Impossible Records Melt Under a Scorching Siberian Sun
In the far north Siberian city of Yakutsk, reputed to be the coldest city on the planet, temperatures in the -40s Celsius are “cold but not very cold.” If you were to travel hundreds of kilometers even further north, well into the Arctic Circle, you might find the tiny mining town of Verkhoyansk, population 1300, home of one of the coldest temperatures ever recorded outside of Antarctica (-67.6C). But if you were to go there this month, you might find something far more grave: a summery weather so intense that temperatures higher than 100F (37.7C) were recorded there this June 20—breaking a record set last summer for highest temperature ever north of the Arctic Circle.
The problem is that Verkhoyansk—and the entire Arctic region—are supposed to be keeping us cool. Arctic land and sea ice have been playing this role for millions of years, reflecting the sun’s heat back out into space through the summer, then rebuilding through the sunless winter. Humanity has never known life without this protection. Now, that is changing—at a speed of 14,000 tons a second, according to a 2018 study on melting Arctic ice. Sweltering Siberian heat is not just a surreal experience. Nor is it just a threat to those who have historically had to develop far more cold tolerance than heat tolerance. It is an urgent alarm for us all.
It might be tempting to say that Verkhoyansk is a canary in the coalmine for our rapidly changing world. But there have already been uncountable canaries- from the collapsing Arctic permafrost with its deadly reserves of long-buried germs and methane, to the far southern island nations whose shorelines are being swallowed by rising sea levels. At this point, our collective inaction to address the problem is as though we are a deranged coal miner plunging into a mine where every canary he has taken so far has died.
The situation is grave. It is rooted in our collective disease of disconnect—from ourselves, from each other, from Nature, and from the consequences of our actions. When we understand our inherent interconnection, we immediately recognize that global dependency on fossil fuels, and exploitation of the already-struggling Arctic Ocean, are incompatible with life on Earth. We are the canaries, and we are collectively losing our song in every second that goes by without a recommitment to interconnection.

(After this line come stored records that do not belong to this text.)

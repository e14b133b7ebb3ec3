use gramma_core::{
    Error, Rule,
    diagnostics::premade::LastFailure,
    digits::DecimalDigit,
};

use gramma_shared_tests::{
    grammars::{Byte, Letters, VersionTriple},
    suites::*,
    utils::apply,
};


#[test_log::test]
fn bytes() {
    test_suite_numeric::<u8, _, _>(LastFailure::default);
    test_suite_structural::<u8, _, _>(LastFailure::default);
    test_suite_grammars::<u8, _, _>(LastFailure::default);
}

#[test_log::test]
fn chars() {
    test_suite_numeric::<char, _, _>(LastFailure::default);
    test_suite_structural::<char, _, _>(LastFailure::default);
    test_suite_grammars::<char, _, _>(LastFailure::default);
}

#[test]
fn overflow_is_last() {
    let outcome = apply::<Byte<u8>, u8, _>("256", LastFailure::default());
    let d = outcome.diagnostics;
    assert_eq!(d.error(), Some(&Error::Overflow { ty: "u8", at: 2 }));
    assert_eq!(d.found(), Some(&b'6'));
    assert_eq!(d.count(), 1);
}

#[test]
fn absorbed_failures_are_reported() {
    // The `Join` stops by failing to match a separator at the end.
    let outcome = apply::<Letters<char>, char, _>("a,b", LastFailure::default());
    assert_eq!(outcome.result, Ok(vec!['a', 'b']));
    let d = outcome.diagnostics;
    assert!(matches!(d.error(), Some(&Error::Expected { at: 3, .. })));
    assert_eq!(d.found(), None);
    assert_eq!(d.count(), 1);
}

#[test]
fn version_failure() {
    let outcome = apply::<VersionTriple<u8>, u8, _>("1.x.3", LastFailure::default());
    let digit = DecimalDigit::<usize, u8, u16>::name();
    assert_eq!(outcome.result, Err(Error::Expected { rule: digit, at: 2 }));
    assert_eq!(outcome.diagnostics.error(), Some(&Error::Expected { rule: digit, at: 2 }));
    assert_eq!(outcome.diagnostics.found(), Some(&b'x'));
}
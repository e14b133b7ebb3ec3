//! The contract that every grammar rule implements.

use core::any::type_name;
use core::marker::PhantomData;

use crate::{Cursor, Diagnostics, Result, Source};


/// A grammar rule: a stateless, type-level parsing operation.
///
/// Rules are never instantiated; a rule type's identity and its static
/// configuration (type parameters and associated constants) determine all of
/// its behavior, which is a pure function of the cursor's state when applied.
/// Rules are applied through a [`Cursor`](struct.Cursor.html), by its
/// [`attempt`](struct.Cursor.html#method.attempt) family of methods, which
/// provide the backtracking.  A rule's own `parse` may leave the cursor
/// anywhere when it fails, since the attempt that invoked it rewinds.
///
/// The `Location` and `Terminal` types must be the same as those of the
/// [`Source`](trait.Source.html) the rule is applied to.
pub trait Rule {
    /// Same as the source's `Source::Location`.
    type Location;
    /// Same as the source's `Source::Terminal`.
    type Terminal;
    /// The value produced from the consumed terminals.  `()` for rules that
    /// only match.
    type Construction;

    /// Consume terminals from `cursor` and produce our construction, or fail.
    fn parse<S, D>(cursor: &mut Cursor<'_, S, D>) -> Result<Self::Construction, Self::Location>
        where S: Source<Location = Self::Location, Terminal = Self::Terminal> + ?Sized,
              D: Diagnostics<Location = Self::Location, Terminal = Self::Terminal>;

    /// The identity of this rule as recorded in errors.  Defaults to the type's
    /// name.
    #[inline]
    fn name() -> &'static str {
        type_name::<Self>()
    }
}


/// A rule that examines exactly one terminal and maps it, with a pure
/// allocation-free function, to an optional construction.
///
/// Every `TerminalRule` is also a [`Rule`](trait.Rule.html): the terminal at
/// the cursor is consumed and mapped, and if there is no terminal or the
/// mapping gives `None`, it fails with "expected `<name>`" at the location of
/// that terminal.
pub trait TerminalRule {
    /// Same as the source's `Source::Location`.
    type Location;
    /// Same as the source's `Source::Terminal`.
    type Terminal;
    /// The value produced from the terminal.
    type Construction;

    /// Map a single terminal.  `None` means it does not match.
    fn parse_terminal(terminal: Self::Terminal) -> Option<Self::Construction>;
}

impl<R> Rule for R
    where R: TerminalRule,
{
    type Location = R::Location;
    type Terminal = R::Terminal;
    type Construction = R::Construction;

    #[inline]
    fn parse<S, D>(cursor: &mut Cursor<'_, S, D>) -> Result<Self::Construction, Self::Location>
        where S: Source<Location = Self::Location, Terminal = Self::Terminal> + ?Sized,
              D: Diagnostics<Location = Self::Location, Terminal = Self::Terminal>,
    {
        let at = cursor.location();
        match cursor.advance().and_then(R::parse_terminal) {
            Some(construction) => Ok(construction),
            None => Err(cursor.expected::<Self>(at)),
        }
    }
}


/// Succeeds always, with `Some` construction of `R` if it matched and `None`
/// (having consumed nothing) if it did not.  Non-recoverable failures of `R`
/// are still propagated.
#[derive(Debug)]
pub struct Optional<R>(PhantomData<fn() -> R>);

impl<R> Rule for Optional<R>
    where R: Rule,
{
    type Location = R::Location;
    type Terminal = R::Terminal;
    type Construction = Option<R::Construction>;

    #[inline]
    fn parse<S, D>(cursor: &mut Cursor<'_, S, D>) -> Result<Self::Construction, Self::Location>
        where S: Source<Location = Self::Location, Terminal = Self::Terminal> + ?Sized,
              D: Diagnostics<Location = Self::Location, Terminal = Self::Terminal>,
    {
        cursor.attempt_optional::<R>()
    }
}


/// Tuples of rules are rules that apply each element in order, producing the
/// tuple of their constructions.  If any element fails, the whole tuple fails,
/// and the attempt of the tuple rewinds past all of its elements.
macro_rules! sequence {
    ($first:ident $(, $rest:ident)+) => {
        impl<$first, $($rest),+> Rule for ($first, $($rest),+)
            where $first: Rule,
                  $($rest: Rule<Location = $first::Location, Terminal = $first::Terminal>),+
        {
            type Location = $first::Location;
            type Terminal = $first::Terminal;
            type Construction = ($first::Construction, $($rest::Construction),+);

            #[inline]
            fn parse<S, D>(cursor: &mut Cursor<'_, S, D>)
                           -> Result<Self::Construction, Self::Location>
                where S: Source<Location = Self::Location, Terminal = Self::Terminal> + ?Sized,
                      D: Diagnostics<Location = Self::Location, Terminal = Self::Terminal>,
            {
                Ok((cursor.attempt::<$first>()?, $(cursor.attempt::<$rest>()?),+))
            }
        }
    };
}

sequence!(A, B);
sequence!(A, B, C);
sequence!(A, B, C, E);
sequence!(A, B, C, E, F);
sequence!(A, B, C, E, F, G);
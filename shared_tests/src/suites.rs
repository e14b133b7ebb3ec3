//! Suites of tests applied across multiple crates


use gramma_core::{
    Diagnostics, End, Error, Rule, Optional, Discard, Collect, Reduce, Pad,
    ascii::{Comma, Letter, Period, Whitespace},
    digits::DecimalDigit,
};

use crate::grammars::*;
use crate::utils::{apply, Encoding};


macro_rules! suite_test {
    // Success, leaving the cursor at the given location.
    ($new:ident, $rule:ty, $input:expr => Ok($expected:expr), at $location:expr) => {{
        let outcome = apply::<$rule, T, D>($input, $new());
        assert_eq!(outcome.result, Ok($expected), "input {:?}", $input);
        assert_eq!(outcome.location, $location, "location for input {:?}", $input);
    }};
    // Failure, which always leaves the cursor at the start.
    ($new:ident, $rule:ty, $input:expr => Err($expected:expr)) => {{
        let outcome = apply::<$rule, T, D>($input, $new());
        assert_eq!(outcome.result, Err($expected), "input {:?}", $input);
        assert_eq!(outcome.location, 0, "location for input {:?}", $input);
    }};
}


/// Digit rules and integer literals, including overflow detection.
pub fn test_suite_numeric<T, D, N>(new_diagnostics: N)
    where T: Encoding,
          D: Diagnostics<Location = usize, Terminal = T>,
          N: Fn() -> D,
{
    let digit = DecimalDigit::<usize, T, u8>::name();

    suite_test!(new_diagnostics, DecimalDigit<usize, T, u8>, "0" => Ok(0), at 1);
    suite_test!(new_diagnostics, DecimalDigit<usize, T, u8>, "9" => Ok(9), at 1);
    suite_test!(new_diagnostics, DecimalDigit<usize, T, u8>, "a"
                => Err(Error::Expected { rule: digit, at: 0 }));
    suite_test!(new_diagnostics, DecimalDigit<usize, T, u8>, ""
                => Err(Error::Expected { rule: digit, at: 0 }));

    suite_test!(new_diagnostics, Byte<T>, "0" => Ok(0), at 1);
    suite_test!(new_diagnostics, Byte<T>, "255" => Ok(255), at 3);
    suite_test!(new_diagnostics, Byte<T>, "007" => Ok(7), at 3);
    suite_test!(new_diagnostics, Byte<T>, "12a" => Ok(12), at 2);
    suite_test!(new_diagnostics, Byte<T>, "256" => Err(Error::Overflow { ty: "u8", at: 2 }));
    suite_test!(new_diagnostics, Byte<T>, "300" => Err(Error::Overflow { ty: "u8", at: 2 }));
    suite_test!(new_diagnostics, Byte<T>, "2550" => Err(Error::Overflow { ty: "u8", at: 3 }));
    suite_test!(new_diagnostics, Byte<T>, "x1" => Err(Error::Expected { rule: digit, at: 0 }));

    suite_test!(new_diagnostics, Hex16<T>, "Ff" => Ok(0xff), at 2);
    suite_test!(new_diagnostics, Hex16<T>, "beef" => Ok(0xbeef), at 4);
    suite_test!(new_diagnostics, Hex16<T>, "0000ffff" => Ok(0xffff), at 8);
    suite_test!(new_diagnostics, Hex16<T>, "1beef"
                => Err(Error::Overflow { ty: "u16", at: 4 }));

    suite_test!(new_diagnostics, SignedInteger<T>, "42" => Ok(42), at 2);
    suite_test!(new_diagnostics, SignedInteger<T>, "-42" => Ok(-42), at 3);
    suite_test!(new_diagnostics, SignedInteger<T>, "2147483647" => Ok(i32::MAX), at 10);
    suite_test!(new_diagnostics, SignedInteger<T>, "-2147483648" => Ok(i32::MIN), at 11);
    suite_test!(new_diagnostics, SignedInteger<T>, "-2147483649"
                => Err(Error::Overflow { ty: "i32", at: 10 }));
    suite_test!(new_diagnostics, SignedInteger<T>, "2147483648"
                => Err(Error::Overflow { ty: "i32", at: 9 }));
    suite_test!(new_diagnostics, SignedInteger<T>, "-0" => Ok(0), at 2);
    suite_test!(new_diagnostics, SignedInteger<T>, "-"
                => Err(Error::Expected { rule: DecimalDigit::<usize, T, i32>::name(), at: 1 }));

    // Overflow is not absorbed by the optional adapter.
    suite_test!(new_diagnostics, Optional<Byte<T>>, "x" => Ok(None), at 0);
    suite_test!(new_diagnostics, Optional<Byte<T>>, "99" => Ok(Some(99)), at 2);
    suite_test!(new_diagnostics, Optional<Byte<T>>, "999"
                => Err(Error::Overflow { ty: "u8", at: 2 }));
}


/// The structural combinators.
pub fn test_suite_structural<T, D, N>(new_diagnostics: N)
    where T: Encoding,
          D: Diagnostics<Location = usize, Terminal = T>,
          N: Fn() -> D,
{
    let letter = Letter::<usize, T>::name();
    let t = T::terminals;

    suite_test!(new_diagnostics, End<usize, T>, "" => Ok(()), at 0);
    suite_test!(new_diagnostics, End<usize, T>, " " => Err(Error::Expected { rule: "end", at: 0 }));

    suite_test!(new_diagnostics, Discard<Byte<T>>, "12," => Ok(()), at 2);
    suite_test!(new_diagnostics, Discard<Comma<usize, T>>, "."
                => Err(Error::Expected { rule: Comma::<usize, T>::name(), at: 0 }));

    suite_test!(new_diagnostics, Word<T>, "" => Ok(vec![]), at 0);
    suite_test!(new_diagnostics, Word<T>, "1" => Ok(vec![]), at 0);
    suite_test!(new_diagnostics, Word<T>, "abc1" => Ok(t("abc")), at 3);

    suite_test!(new_diagnostics, NonEmptyWord<T>, "" => Err(Error::Expected { rule: letter, at: 0 }));
    suite_test!(new_diagnostics, NonEmptyWord<T>, "a" => Ok(t("a")), at 1);
    suite_test!(new_diagnostics, NonEmptyWord<T>, "ab," => Ok(t("ab")), at 2);

    suite_test!(new_diagnostics, Letters<T>, "a" => Ok(t("a")), at 1);
    suite_test!(new_diagnostics, Letters<T>, "a,b,c" => Ok(t("abc")), at 5);
    suite_test!(new_diagnostics, Letters<T>, "a,b," => Ok(t("ab")), at 3);
    suite_test!(new_diagnostics, Letters<T>, "a,,b" => Ok(t("a")), at 1);
    suite_test!(new_diagnostics, Letters<T>, "ab" => Ok(t("a")), at 1);
    suite_test!(new_diagnostics, Letters<T>, ",a" => Err(Error::Expected { rule: letter, at: 0 }));
    // A trailing separator is left unconsumed, so the end is not reached.
    suite_test!(new_diagnostics, (Letters<T>, End<usize, T>), "a,b,"
                => Err(Error::Expected { rule: "end", at: 3 }));
    suite_test!(new_diagnostics, (Letters<T>, End<usize, T>), "a,b,c"
                => Ok((t("abc"), ())), at 5);

    suite_test!(new_diagnostics, PaddedNumber<T>, "  42  " => Ok(42), at 6);
    suite_test!(new_diagnostics, PaddedNumber<T>, "42" => Ok(42), at 2);
    suite_test!(new_diagnostics, PaddedNumber<T>, "\t42\n,"  => Ok(42), at 4);
    suite_test!(new_diagnostics, PaddedNumber<T>, "   "
                => Err(Error::Expected { rule: DecimalDigit::<usize, T, u32>::name(), at: 3 }));

    suite_test!(new_diagnostics, Bytes<T>, " 1 , 2,3 " => Ok(vec![1, 2, 3]), at 9);
    suite_test!(new_diagnostics, Bytes<T>, "1, 256"
                => Err(Error::Overflow { ty: "u8", at: 5 }));

    // Overflow is not the end of a repetition either.
    suite_test!(new_diagnostics, Collect<Pad<Byte<T>, Whitespace<usize, T>>, Vec<u8>>, "1 2 "
                => Ok(vec![1, 2]), at 4);
    suite_test!(new_diagnostics, Collect<Pad<Byte<T>, Whitespace<usize, T>>, Vec<u8>>, "1 256"
                => Err(Error::Overflow { ty: "u8", at: 4 }));
    suite_test!(new_diagnostics, Reduce<Pad<Byte<T>, Whitespace<usize, T>>, Vec<u8>>, "1 256"
                => Err(Error::Overflow { ty: "u8", at: 4 }));
    suite_test!(new_diagnostics, Reduce<Byte<T>, Vec<u8>>, "256"
                => Err(Error::Overflow { ty: "u8", at: 2 }));
}


/// Grammars that combine alternatives and sequences.
pub fn test_suite_grammars<T, D, N>(new_diagnostics: N)
    where T: Encoding,
          D: Diagnostics<Location = usize, Terminal = T>,
          N: Fn() -> D,
{
    let version = |major, minor, patch| Version { major, minor, patch };
    let period = Period::<usize, T>::name();

    suite_test!(new_diagnostics, VersionTriple<T>, "1.20.0" => Ok(version(1, 20, 0)), at 6);
    suite_test!(new_diagnostics, VersionTriple<T>, "0.0.0" => Ok(version(0, 0, 0)), at 5);
    suite_test!(new_diagnostics, VersionTriple<T>, "65535.1.2-rc" => Ok(version(65535, 1, 2)), at 9);
    suite_test!(new_diagnostics, VersionTriple<T>, "01.2.3"
                => Err(Error::Expected { rule: period, at: 1 }));
    suite_test!(new_diagnostics, VersionTriple<T>, "1.2"
                => Err(Error::Expected { rule: period, at: 3 }));
    suite_test!(new_diagnostics, VersionTriple<T>, "1.65536.0"
                => Err(Error::Overflow { ty: "u16", at: 6 }));

    suite_test!(new_diagnostics, (VersionTriple<T>, End<usize, T>), "1.2.3"
                => Ok((version(1, 2, 3), ())), at 5);
    suite_test!(new_diagnostics, (VersionTriple<T>, End<usize, T>), "1.2.3."
                => Err(Error::Expected { rule: "end", at: 5 }));
}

For the sake of all life, let’s get out of the coal mine and stop trying to burn our future. Let’s affirm the singular importance of acting in keeping with our interconnection. By stopping all exploitation in the Arctic Ocean north of the Arctic Circle, the Marine Arctic Peace Sanctuary safeguards the remaining ice that protects us, and compels a global shift to sustainable energy use and the collective good. Instead of turning our air conditioner into a boiling kettle, let’s turn the world into our sanctuary with MAPS.